### [Problem description]
Extract all lines from the data beneath that include the word "impl".

(Dataset entries)
▬▬▬▬▬▬▬▬▬▬

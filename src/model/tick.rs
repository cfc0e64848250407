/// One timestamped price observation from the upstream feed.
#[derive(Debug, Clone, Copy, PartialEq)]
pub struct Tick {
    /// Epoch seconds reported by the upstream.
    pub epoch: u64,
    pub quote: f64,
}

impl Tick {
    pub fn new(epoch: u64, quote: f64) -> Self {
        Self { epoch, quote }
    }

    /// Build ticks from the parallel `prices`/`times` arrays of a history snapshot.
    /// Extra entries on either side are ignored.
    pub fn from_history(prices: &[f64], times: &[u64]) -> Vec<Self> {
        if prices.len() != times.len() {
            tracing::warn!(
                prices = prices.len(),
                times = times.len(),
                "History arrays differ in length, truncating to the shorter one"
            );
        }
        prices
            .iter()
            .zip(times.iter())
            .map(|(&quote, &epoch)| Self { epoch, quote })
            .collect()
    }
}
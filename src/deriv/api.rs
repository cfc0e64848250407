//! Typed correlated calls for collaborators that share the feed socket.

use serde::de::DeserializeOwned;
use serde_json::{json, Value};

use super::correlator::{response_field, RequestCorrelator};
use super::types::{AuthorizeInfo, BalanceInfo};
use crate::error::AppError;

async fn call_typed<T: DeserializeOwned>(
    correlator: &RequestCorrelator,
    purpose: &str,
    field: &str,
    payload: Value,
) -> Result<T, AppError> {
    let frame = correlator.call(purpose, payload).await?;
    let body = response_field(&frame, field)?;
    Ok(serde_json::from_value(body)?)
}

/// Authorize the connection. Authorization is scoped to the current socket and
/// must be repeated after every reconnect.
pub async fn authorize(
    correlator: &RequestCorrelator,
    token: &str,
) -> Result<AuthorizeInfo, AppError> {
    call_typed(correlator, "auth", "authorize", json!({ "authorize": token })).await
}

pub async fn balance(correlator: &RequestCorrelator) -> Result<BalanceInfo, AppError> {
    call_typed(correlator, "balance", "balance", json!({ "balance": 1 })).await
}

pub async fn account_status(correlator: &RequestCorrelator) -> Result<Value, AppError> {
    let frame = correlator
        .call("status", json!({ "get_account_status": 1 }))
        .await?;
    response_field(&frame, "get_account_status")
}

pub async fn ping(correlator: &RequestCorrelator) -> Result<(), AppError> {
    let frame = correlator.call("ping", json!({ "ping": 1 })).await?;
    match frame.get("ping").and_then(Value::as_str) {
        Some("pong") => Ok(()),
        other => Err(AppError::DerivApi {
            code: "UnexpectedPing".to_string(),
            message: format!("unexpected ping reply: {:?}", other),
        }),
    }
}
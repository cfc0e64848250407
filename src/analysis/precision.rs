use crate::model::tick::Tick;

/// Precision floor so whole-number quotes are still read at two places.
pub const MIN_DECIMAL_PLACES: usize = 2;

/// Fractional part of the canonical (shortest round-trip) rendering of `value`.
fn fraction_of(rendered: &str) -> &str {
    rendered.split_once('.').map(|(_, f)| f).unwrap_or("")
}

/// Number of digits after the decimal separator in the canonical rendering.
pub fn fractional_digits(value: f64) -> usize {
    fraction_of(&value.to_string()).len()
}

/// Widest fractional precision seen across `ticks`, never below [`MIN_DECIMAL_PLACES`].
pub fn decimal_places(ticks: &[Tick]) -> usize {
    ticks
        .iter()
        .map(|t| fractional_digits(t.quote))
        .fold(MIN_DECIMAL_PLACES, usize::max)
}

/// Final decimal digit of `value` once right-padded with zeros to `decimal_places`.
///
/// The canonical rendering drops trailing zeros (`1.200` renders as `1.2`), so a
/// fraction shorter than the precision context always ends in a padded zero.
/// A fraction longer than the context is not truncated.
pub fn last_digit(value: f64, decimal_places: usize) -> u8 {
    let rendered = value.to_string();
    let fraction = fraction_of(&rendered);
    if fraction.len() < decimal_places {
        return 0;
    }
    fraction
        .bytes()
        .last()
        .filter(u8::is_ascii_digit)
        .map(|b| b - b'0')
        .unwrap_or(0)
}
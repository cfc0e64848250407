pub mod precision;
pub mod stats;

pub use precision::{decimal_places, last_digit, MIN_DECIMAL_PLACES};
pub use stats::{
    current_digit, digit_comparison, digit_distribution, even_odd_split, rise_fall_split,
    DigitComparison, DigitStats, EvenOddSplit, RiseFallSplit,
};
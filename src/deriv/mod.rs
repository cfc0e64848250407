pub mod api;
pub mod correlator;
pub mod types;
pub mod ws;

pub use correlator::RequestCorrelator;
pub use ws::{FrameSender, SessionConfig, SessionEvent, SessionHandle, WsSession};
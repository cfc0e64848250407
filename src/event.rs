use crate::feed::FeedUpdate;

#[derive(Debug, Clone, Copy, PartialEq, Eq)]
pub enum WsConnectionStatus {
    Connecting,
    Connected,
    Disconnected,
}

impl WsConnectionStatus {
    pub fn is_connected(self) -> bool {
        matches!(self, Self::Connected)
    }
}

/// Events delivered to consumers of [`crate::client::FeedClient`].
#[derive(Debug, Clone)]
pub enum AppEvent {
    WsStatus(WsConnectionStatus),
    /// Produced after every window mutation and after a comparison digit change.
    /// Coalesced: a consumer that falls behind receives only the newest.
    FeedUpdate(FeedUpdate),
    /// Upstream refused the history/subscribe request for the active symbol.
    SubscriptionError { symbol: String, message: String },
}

▬▬▬▬▬▬▬▬▬▬

### [The completed task]
impl Tick {
impl WsConnectionStatus {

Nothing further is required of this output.